Improving Predictive Power Through Deep Learning Analysis of K-12 Online Student Behaviors and Discussion Board Content

Document Type


Publication Date



Purpose – For studies in educational data mining or learning Analytics, the prediction of student’s performance or early warning is one of the most popular research topics. However, research gaps indicate a paucity of research using machine learning and deep learning (DL) models in predictive analytics that include both behaviors and text analysis.

Design/methodology/approach – This study combined behavioral data and discussion board content to construct early warning models with machine learning and DL algorithms.

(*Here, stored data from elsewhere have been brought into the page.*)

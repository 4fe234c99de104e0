//! Dynamic values flowing between the request view, extractors and handlers
//!
//! - [`Value`]: plain data (typed scalars from the runtime, decoded bodies)
//! - [`Arg`]: anything a handler parameter can be bound to
//! - [`CallArgs`]: the `(args, kwargs)` pair an injector produces

use std::any::Any;
use std::collections::HashMap;
use std::fmt;
use std::sync::Arc;

use crate::field::PassKind;
use crate::request::Request;
use crate::upload::UploadFile;

// ============================================================================
// Value
// ============================================================================

/// Runtime value bound to a parameter or produced by a decoder
#[derive(Debug, Clone, PartialEq)]
pub enum Value {
    /// Null/None value
    Null,
    /// Boolean value
    Bool(bool),
    /// Integer value (stored as i64)
    Int(i64),
    /// Floating point value
    Float(f64),
    /// String value (UTF-8)
    String(String),
    /// Binary data
    Bytes(Vec<u8>),
    /// Array of values
    List(Vec<Value>),
    /// Object with key-value pairs (preserves insertion order)
    Object(Vec<(String, Value)>),
}

impl Value {
    /// Get human-readable type name for error messages
    pub fn type_name(&self) -> &'static str {
        match self {
            Self::Null => "null",
            Self::Bool(_) => "boolean",
            Self::Int(_) => "integer",
            Self::Float(_) => "float",
            Self::String(_) => "string",
            Self::Bytes(_) => "bytes",
            Self::List(_) => "array",
            Self::Object(_) => "object",
        }
    }

    pub fn is_null(&self) -> bool {
        matches!(self, Self::Null)
    }

    /// Look up a member of an object value
    pub fn get(&self, key: &str) -> Option<&Value> {
        match self {
            Self::Object(pairs) => pairs.iter().find(|(k, _)| k == key).map(|(_, v)| v),
            _ => None,
        }
    }

    pub fn as_str(&self) -> Option<&str> {
        match self {
            Self::String(s) => Some(s),
            _ => None,
        }
    }

    pub fn as_i64(&self) -> Option<i64> {
        match self {
            Self::Int(i) => Some(*i),
            _ => None,
        }
    }

    /// Convert to JSON value
    pub fn to_json(&self) -> serde_json::Value {
        match self {
            Self::Null => serde_json::Value::Null,
            Self::Bool(b) => serde_json::Value::Bool(*b),
            Self::Int(i) => serde_json::Value::Number((*i).into()),
            Self::Float(f) => serde_json::Number::from_f64(*f)
                .map(serde_json::Value::Number)
                .unwrap_or(serde_json::Value::Null),
            Self::String(s) => serde_json::Value::String(s.clone()),
            Self::Bytes(b) => serde_json::Value::String(String::from_utf8_lossy(b).into_owned()),
            Self::List(items) => serde_json::Value::Array(items.iter().map(Self::to_json).collect()),
            Self::Object(pairs) => serde_json::Value::Object(
                pairs.iter().map(|(k, v)| (k.clone(), v.to_json())).collect(),
            ),
        }
    }

    /// Create from JSON value
    pub fn from_json(value: &serde_json::Value) -> Self {
        match value {
            serde_json::Value::Null => Self::Null,
            serde_json::Value::Bool(b) => Self::Bool(*b),
            serde_json::Value::Number(n) => {
                if let Some(i) = n.as_i64() {
                    Self::Int(i)
                } else if let Some(f) = n.as_f64() {
                    Self::Float(f)
                } else {
                    Self::Null
                }
            }
            serde_json::Value::String(s) => Self::String(s.clone()),
            serde_json::Value::Array(arr) => Self::List(arr.iter().map(Self::from_json).collect()),
            serde_json::Value::Object(obj) => Self::Object(
                obj.iter().map(|(k, v)| (k.clone(), Self::from_json(v))).collect(),
            ),
        }
    }
}

impl From<&str> for Value {
    fn from(s: &str) -> Self {
        Self::String(s.to_string())
    }
}

impl From<String> for Value {
    fn from(s: String) -> Self {
        Self::String(s)
    }
}

impl From<i64> for Value {
    fn from(i: i64) -> Self {
        Self::Int(i)
    }
}

impl From<f64> for Value {
    fn from(f: f64) -> Self {
        Self::Float(f)
    }
}

impl From<bool> for Value {
    fn from(b: bool) -> Self {
        Self::Bool(b)
    }
}

// ============================================================================
// Arg
// ============================================================================

/// A bound argument.
///
/// Besides plain values a parameter can receive the request itself, upload
/// handles, or an opaque object produced by a dependency (a connection, a
/// service handle).
#[derive(Clone)]
pub enum Arg {
    Value(Value),
    Request(Request),
    Upload(UploadFile),
    Uploads(Vec<UploadFile>),
    Object(Arc<dyn Any + Send + Sync>),
}

impl Arg {
    /// Wrap an arbitrary object produced by a dependency
    pub fn object<T: Any + Send + Sync>(value: T) -> Self {
        Self::Object(Arc::new(value))
    }

    pub fn as_value(&self) -> Option<&Value> {
        match self {
            Self::Value(v) => Some(v),
            _ => None,
        }
    }

    pub fn as_request(&self) -> Option<&Request> {
        match self {
            Self::Request(r) => Some(r),
            _ => None,
        }
    }

    pub fn as_upload(&self) -> Option<&UploadFile> {
        match self {
            Self::Upload(u) => Some(u),
            _ => None,
        }
    }

    pub fn downcast_ref<T: Any>(&self) -> Option<&T> {
        match self {
            Self::Object(obj) => obj.downcast_ref::<T>(),
            _ => None,
        }
    }
}

impl From<Value> for Arg {
    fn from(value: Value) -> Self {
        Self::Value(value)
    }
}

impl PartialEq for Arg {
    fn eq(&self, other: &Self) -> bool {
        match (self, other) {
            (Self::Value(a), Self::Value(b)) => a == b,
            (Self::Request(a), Self::Request(b)) => a.ptr_eq(b),
            (Self::Upload(a), Self::Upload(b)) => a.ptr_eq(b),
            (Self::Uploads(a), Self::Uploads(b)) => {
                a.len() == b.len() && a.iter().zip(b).all(|(x, y)| x.ptr_eq(y))
            }
            (Self::Object(a), Self::Object(b)) => Arc::ptr_eq(a, b),
            _ => false,
        }
    }
}

impl fmt::Debug for Arg {
    fn fmt(&self, f: &mut fmt::Formatter<'_>) -> fmt::Result {
        match self {
            Self::Value(v) => f.debug_tuple("Value").field(v).finish(),
            Self::Request(r) => f.debug_tuple("Request").field(&r.path()).finish(),
            Self::Upload(u) => f.debug_tuple("Upload").field(&u.filename()).finish(),
            Self::Uploads(u) => f.debug_tuple("Uploads").field(&u.len()).finish(),
            Self::Object(_) => f.write_str("Object(..)"),
        }
    }
}

// ============================================================================
// CallArgs
// ============================================================================

/// Positional and keyword arguments for one handler invocation
#[derive(Debug, Clone, Default, PartialEq)]
pub struct CallArgs {
    pub args: Vec<Arg>,
    pub kwargs: HashMap<String, Arg>,
}

impl CallArgs {
    pub fn new() -> Self {
        Self::default()
    }

    pub fn with_capacity(capacity: usize) -> Self {
        Self {
            args: Vec::with_capacity(capacity),
            kwargs: HashMap::with_capacity(capacity),
        }
    }

    /// Place an argument according to its passing discipline
    pub fn push(&mut self, pass: PassKind, name: &str, arg: Arg) {
        match pass {
            PassKind::Positional => self.args.push(arg),
            PassKind::Keyword => {
                self.kwargs.insert(name.to_string(), arg);
            }
        }
    }

    /// Keyword argument by name
    pub fn get(&self, name: &str) -> Option<&Arg> {
        self.kwargs.get(name)
    }

    /// Keyword argument by name, as a plain value
    pub fn value(&self, name: &str) -> Option<&Value> {
        self.get(name).and_then(Arg::as_value)
    }

    /// Positional argument by index
    pub fn positional(&self, index: usize) -> Option<&Arg> {
        self.args.get(index)
    }

    pub fn len(&self) -> usize {
        self.args.len() + self.kwargs.len()
    }

    pub fn is_empty(&self) -> bool {
        self.args.is_empty() && self.kwargs.is_empty()
    }
}

#[cfg(test)]
mod tests {
    use super::*;

    #[test]
    fn test_value_type_name() {
        assert_eq!(Value::Null.type_name(), "null");
        assert_eq!(Value::Int(42).type_name(), "integer");
        assert_eq!(Value::Object(vec![]).type_name(), "object");
    }

    #[test]
    fn test_value_json_conversion() {
        let json = serde_json::json!({"name": "x", "price": 1.5, "tags": ["a"]});
        let value = Value::from_json(&json);
        assert_eq!(value.get("name"), Some(&Value::from("x")));
        assert_eq!(value.get("price"), Some(&Value::Float(1.5)));
        assert_eq!(value.to_json(), json);
    }

    #[test]
    fn test_call_args_push() {
        let mut args = CallArgs::new();
        args.push(PassKind::Positional, "a", Arg::Value(Value::Int(1)));
        args.push(PassKind::Keyword, "b", Arg::Value(Value::Int(2)));

        assert_eq!(args.positional(0), Some(&Arg::Value(Value::Int(1))));
        assert_eq!(args.value("b"), Some(&Value::Int(2)));
        assert!(args.get("a").is_none());
        assert_eq!(args.len(), 2);
    }

    #[test]
    fn test_arg_object_identity() {
        let obj = Arg::object(42u32);
        let same = obj.clone();
        let other = Arg::object(42u32);
        assert_eq!(obj, same);
        assert_ne!(obj, other);
        assert_eq!(obj.downcast_ref::<u32>(), Some(&42));
    }
}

In total, 680 course sections, 12,869 students and 14,951,368 logs were collected from a K-12 virtual school in the USA. Three rounds of experiments were conducted to demonstrate the effectiveness of the proposed approach.

Findings – The DL model performed better than machine learning models and was able to capture 51% of at-risk students in the eighth week with 86.8% overall accuracy. The combination of behavioral and textual data further improved the model’s performance in both recall and accuracy rates. The total word count is a more general indicator than the textual content feature. Successful students showed more words in analytic, and at-risk students showed more words in authentic when text was imported into a linguistic function word analysis tool. The balanced threshold was 0.315, which can capture up to 59% of at-risk students.

Originality/value – The results of this exploratory study indicate that the use of student behaviors and text in a DL approach may improve the predictive power of identifying at-risk learners early enough in the learning process to allow for interventions that can change the course of their trajectory.